**WHAT IS BEING ASKED**
In the listing below, identify each line with the word "current" and return those lines.

--- EXERCISE MATERIAL Enclosed Below ---

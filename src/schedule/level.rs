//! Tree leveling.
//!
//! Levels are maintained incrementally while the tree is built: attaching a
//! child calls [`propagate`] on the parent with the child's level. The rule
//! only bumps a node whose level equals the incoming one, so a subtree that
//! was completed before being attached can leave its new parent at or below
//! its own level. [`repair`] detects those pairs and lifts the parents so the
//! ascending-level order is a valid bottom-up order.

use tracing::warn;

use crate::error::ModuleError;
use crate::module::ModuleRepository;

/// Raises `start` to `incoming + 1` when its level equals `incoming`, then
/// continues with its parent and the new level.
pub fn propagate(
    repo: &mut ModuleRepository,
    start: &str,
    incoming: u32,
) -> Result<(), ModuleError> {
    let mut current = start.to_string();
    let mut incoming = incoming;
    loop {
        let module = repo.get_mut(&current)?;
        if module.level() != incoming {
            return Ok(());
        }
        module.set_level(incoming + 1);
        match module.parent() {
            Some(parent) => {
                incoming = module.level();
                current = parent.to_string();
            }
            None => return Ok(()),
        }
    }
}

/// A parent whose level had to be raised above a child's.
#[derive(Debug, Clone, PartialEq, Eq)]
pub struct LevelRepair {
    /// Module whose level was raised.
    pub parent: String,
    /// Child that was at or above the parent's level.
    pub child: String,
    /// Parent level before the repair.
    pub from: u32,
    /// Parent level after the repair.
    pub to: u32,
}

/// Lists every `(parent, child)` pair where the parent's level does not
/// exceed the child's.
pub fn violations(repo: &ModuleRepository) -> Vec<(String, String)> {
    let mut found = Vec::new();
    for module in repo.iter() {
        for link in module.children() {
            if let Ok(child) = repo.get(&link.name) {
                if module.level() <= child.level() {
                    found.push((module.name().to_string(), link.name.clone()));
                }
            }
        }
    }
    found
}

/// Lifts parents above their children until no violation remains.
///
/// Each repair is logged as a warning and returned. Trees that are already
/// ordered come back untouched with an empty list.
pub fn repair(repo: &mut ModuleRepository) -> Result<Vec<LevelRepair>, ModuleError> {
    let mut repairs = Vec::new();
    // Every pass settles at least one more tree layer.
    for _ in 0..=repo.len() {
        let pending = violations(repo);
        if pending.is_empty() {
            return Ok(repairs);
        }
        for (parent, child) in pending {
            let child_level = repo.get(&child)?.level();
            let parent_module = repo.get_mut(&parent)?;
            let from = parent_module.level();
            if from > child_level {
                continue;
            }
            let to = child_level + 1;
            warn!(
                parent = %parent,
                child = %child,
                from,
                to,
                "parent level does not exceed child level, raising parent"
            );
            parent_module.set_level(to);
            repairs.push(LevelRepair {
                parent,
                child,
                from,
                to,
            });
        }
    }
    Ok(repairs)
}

--- End of Enclosed EXERCISE MATERIAL ---

**EXERCISE RESULT**
    let mut current = start.to_string();
        let module = repo.get_mut(&current)?;
                current = parent.to_string();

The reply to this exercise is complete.